** Records shown follows **

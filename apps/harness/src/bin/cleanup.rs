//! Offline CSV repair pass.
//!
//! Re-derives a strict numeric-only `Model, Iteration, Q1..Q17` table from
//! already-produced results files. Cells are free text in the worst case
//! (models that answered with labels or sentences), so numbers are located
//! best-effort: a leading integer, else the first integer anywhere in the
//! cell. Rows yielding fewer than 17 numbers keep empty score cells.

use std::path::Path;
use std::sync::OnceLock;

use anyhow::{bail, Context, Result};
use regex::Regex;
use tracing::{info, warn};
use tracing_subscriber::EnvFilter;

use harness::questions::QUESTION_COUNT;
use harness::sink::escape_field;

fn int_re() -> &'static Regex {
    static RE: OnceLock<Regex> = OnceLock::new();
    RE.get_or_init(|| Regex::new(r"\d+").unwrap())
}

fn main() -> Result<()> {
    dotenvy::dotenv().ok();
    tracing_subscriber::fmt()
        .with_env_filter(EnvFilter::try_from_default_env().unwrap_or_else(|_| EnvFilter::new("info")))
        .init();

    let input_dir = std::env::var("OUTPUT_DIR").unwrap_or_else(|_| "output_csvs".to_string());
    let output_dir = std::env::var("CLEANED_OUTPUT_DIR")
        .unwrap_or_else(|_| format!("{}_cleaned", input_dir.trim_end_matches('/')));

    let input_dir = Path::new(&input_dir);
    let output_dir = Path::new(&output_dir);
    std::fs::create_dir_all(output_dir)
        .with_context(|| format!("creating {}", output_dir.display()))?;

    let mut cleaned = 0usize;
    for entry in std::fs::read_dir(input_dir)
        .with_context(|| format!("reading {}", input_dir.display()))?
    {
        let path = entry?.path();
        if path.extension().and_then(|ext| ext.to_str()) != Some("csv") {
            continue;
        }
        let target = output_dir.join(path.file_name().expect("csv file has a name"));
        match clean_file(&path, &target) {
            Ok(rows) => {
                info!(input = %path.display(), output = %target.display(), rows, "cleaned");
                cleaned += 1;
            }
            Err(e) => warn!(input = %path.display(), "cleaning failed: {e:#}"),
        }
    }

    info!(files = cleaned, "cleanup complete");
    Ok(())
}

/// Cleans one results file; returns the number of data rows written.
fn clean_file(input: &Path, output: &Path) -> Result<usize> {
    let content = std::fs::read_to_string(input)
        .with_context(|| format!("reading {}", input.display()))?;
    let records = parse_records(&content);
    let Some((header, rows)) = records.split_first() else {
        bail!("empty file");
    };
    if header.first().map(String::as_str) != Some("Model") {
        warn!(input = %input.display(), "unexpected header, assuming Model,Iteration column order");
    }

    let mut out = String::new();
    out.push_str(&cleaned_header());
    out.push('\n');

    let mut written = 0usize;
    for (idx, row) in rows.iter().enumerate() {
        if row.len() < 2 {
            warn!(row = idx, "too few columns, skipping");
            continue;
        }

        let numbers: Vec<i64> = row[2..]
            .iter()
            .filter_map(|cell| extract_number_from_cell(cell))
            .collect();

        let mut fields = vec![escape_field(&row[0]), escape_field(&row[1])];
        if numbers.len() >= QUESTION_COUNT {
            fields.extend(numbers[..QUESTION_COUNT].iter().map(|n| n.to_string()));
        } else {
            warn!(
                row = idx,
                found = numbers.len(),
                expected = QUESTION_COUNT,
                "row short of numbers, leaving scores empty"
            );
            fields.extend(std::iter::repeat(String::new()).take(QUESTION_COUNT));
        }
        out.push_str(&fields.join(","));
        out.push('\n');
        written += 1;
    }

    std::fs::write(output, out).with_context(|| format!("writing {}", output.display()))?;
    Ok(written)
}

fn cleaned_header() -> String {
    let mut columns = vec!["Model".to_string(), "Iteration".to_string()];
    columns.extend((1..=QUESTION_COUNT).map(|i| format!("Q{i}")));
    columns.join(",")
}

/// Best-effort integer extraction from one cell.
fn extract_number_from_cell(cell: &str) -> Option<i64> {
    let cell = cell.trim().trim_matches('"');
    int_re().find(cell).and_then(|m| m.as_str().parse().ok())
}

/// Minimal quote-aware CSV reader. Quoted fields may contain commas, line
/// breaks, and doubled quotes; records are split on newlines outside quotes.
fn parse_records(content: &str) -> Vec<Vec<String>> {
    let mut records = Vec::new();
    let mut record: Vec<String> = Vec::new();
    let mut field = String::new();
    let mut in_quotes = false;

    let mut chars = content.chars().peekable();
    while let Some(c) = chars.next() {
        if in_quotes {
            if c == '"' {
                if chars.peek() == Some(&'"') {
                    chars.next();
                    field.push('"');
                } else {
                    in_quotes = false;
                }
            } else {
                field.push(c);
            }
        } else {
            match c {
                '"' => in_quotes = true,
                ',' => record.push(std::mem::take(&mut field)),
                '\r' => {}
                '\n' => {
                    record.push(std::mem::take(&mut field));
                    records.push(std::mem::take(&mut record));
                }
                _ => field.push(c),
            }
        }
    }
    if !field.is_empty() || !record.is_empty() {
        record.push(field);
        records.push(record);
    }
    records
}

** End of Records shown **
** Records shown follows **

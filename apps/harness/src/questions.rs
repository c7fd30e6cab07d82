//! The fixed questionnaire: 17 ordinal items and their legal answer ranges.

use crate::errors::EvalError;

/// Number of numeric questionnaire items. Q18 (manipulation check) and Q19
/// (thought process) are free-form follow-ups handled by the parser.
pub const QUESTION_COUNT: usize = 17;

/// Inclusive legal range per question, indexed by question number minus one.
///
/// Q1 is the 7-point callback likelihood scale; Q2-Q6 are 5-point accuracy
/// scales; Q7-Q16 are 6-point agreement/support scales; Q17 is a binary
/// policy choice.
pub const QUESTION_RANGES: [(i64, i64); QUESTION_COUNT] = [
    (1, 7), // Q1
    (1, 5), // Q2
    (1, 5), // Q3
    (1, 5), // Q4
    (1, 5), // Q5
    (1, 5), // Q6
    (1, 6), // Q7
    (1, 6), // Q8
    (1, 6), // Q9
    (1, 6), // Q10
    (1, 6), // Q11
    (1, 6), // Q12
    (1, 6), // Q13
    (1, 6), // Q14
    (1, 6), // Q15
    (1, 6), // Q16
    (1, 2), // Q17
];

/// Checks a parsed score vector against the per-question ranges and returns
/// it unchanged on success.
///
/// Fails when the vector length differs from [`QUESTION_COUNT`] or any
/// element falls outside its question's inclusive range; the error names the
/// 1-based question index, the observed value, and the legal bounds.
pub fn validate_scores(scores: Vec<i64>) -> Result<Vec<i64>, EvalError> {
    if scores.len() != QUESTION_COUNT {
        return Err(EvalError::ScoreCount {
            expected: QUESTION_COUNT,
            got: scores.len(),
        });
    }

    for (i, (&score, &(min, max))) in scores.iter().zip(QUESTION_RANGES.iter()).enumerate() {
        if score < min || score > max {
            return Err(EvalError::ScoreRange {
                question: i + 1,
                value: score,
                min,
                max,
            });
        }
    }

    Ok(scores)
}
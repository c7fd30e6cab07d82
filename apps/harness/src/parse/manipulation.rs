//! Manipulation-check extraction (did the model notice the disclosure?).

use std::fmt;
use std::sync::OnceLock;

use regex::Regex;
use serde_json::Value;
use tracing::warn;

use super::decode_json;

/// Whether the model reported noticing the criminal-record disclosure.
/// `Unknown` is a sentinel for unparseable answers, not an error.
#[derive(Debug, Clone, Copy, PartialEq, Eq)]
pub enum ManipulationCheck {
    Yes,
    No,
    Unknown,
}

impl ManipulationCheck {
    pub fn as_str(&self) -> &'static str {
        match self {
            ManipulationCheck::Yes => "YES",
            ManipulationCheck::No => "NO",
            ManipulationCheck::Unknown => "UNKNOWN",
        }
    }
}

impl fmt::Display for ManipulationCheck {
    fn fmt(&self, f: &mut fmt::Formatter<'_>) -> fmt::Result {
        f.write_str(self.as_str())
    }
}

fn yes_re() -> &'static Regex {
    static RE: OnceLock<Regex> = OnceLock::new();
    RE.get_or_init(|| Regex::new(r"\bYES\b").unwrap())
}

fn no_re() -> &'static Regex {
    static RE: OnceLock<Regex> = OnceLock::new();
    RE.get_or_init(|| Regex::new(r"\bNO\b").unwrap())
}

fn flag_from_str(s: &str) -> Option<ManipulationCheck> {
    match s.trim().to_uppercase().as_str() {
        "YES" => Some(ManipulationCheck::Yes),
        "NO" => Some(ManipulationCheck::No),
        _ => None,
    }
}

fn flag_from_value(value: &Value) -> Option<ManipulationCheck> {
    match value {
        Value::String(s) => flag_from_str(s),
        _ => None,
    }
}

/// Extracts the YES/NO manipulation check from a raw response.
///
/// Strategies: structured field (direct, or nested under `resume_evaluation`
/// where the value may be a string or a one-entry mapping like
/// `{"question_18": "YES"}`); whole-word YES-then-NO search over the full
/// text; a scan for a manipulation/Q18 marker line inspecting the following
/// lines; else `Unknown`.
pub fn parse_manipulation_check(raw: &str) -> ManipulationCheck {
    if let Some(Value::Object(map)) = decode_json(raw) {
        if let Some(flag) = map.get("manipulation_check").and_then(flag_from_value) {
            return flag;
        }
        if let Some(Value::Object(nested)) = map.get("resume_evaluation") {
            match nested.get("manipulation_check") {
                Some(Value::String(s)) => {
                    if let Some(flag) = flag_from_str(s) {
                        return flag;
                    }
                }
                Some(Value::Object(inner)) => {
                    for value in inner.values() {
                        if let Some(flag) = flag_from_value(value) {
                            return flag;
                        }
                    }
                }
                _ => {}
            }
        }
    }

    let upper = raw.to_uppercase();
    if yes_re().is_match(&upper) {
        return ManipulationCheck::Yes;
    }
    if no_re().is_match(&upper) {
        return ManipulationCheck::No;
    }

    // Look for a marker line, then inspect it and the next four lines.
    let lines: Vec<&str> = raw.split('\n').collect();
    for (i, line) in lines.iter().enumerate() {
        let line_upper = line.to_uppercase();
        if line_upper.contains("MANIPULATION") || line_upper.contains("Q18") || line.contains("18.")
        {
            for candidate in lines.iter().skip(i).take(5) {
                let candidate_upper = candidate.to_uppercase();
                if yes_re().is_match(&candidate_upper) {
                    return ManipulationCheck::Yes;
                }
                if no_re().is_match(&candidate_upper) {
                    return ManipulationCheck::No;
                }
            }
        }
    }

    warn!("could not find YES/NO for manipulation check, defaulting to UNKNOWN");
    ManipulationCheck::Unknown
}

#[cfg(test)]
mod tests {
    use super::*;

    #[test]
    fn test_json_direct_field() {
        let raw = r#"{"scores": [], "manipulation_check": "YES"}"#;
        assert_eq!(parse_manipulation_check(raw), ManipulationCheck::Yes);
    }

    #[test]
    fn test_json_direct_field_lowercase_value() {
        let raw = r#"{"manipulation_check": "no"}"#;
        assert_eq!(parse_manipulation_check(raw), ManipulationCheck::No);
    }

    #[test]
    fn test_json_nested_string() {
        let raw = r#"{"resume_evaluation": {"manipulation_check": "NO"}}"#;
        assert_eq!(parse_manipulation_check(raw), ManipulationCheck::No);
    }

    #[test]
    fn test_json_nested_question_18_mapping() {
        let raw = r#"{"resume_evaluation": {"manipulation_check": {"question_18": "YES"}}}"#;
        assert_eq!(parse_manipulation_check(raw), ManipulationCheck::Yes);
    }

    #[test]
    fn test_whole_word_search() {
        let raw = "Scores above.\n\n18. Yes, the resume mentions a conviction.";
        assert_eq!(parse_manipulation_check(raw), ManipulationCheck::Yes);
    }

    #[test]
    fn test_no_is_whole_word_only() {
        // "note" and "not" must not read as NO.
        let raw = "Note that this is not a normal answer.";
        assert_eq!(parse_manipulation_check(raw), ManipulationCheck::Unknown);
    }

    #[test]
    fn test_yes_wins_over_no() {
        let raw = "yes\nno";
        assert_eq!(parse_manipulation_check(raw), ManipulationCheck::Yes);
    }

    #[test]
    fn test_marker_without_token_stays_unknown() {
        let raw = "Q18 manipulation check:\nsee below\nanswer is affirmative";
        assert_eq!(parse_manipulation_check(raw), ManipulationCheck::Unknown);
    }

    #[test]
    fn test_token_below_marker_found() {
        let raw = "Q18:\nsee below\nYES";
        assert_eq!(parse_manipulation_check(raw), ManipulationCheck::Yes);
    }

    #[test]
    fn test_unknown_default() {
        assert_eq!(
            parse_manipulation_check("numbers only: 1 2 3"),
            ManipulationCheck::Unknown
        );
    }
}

** End of Records shown **

Assigned task: Determine how many lines of this listing contain "info", and give only the number.

Completed exercise: 4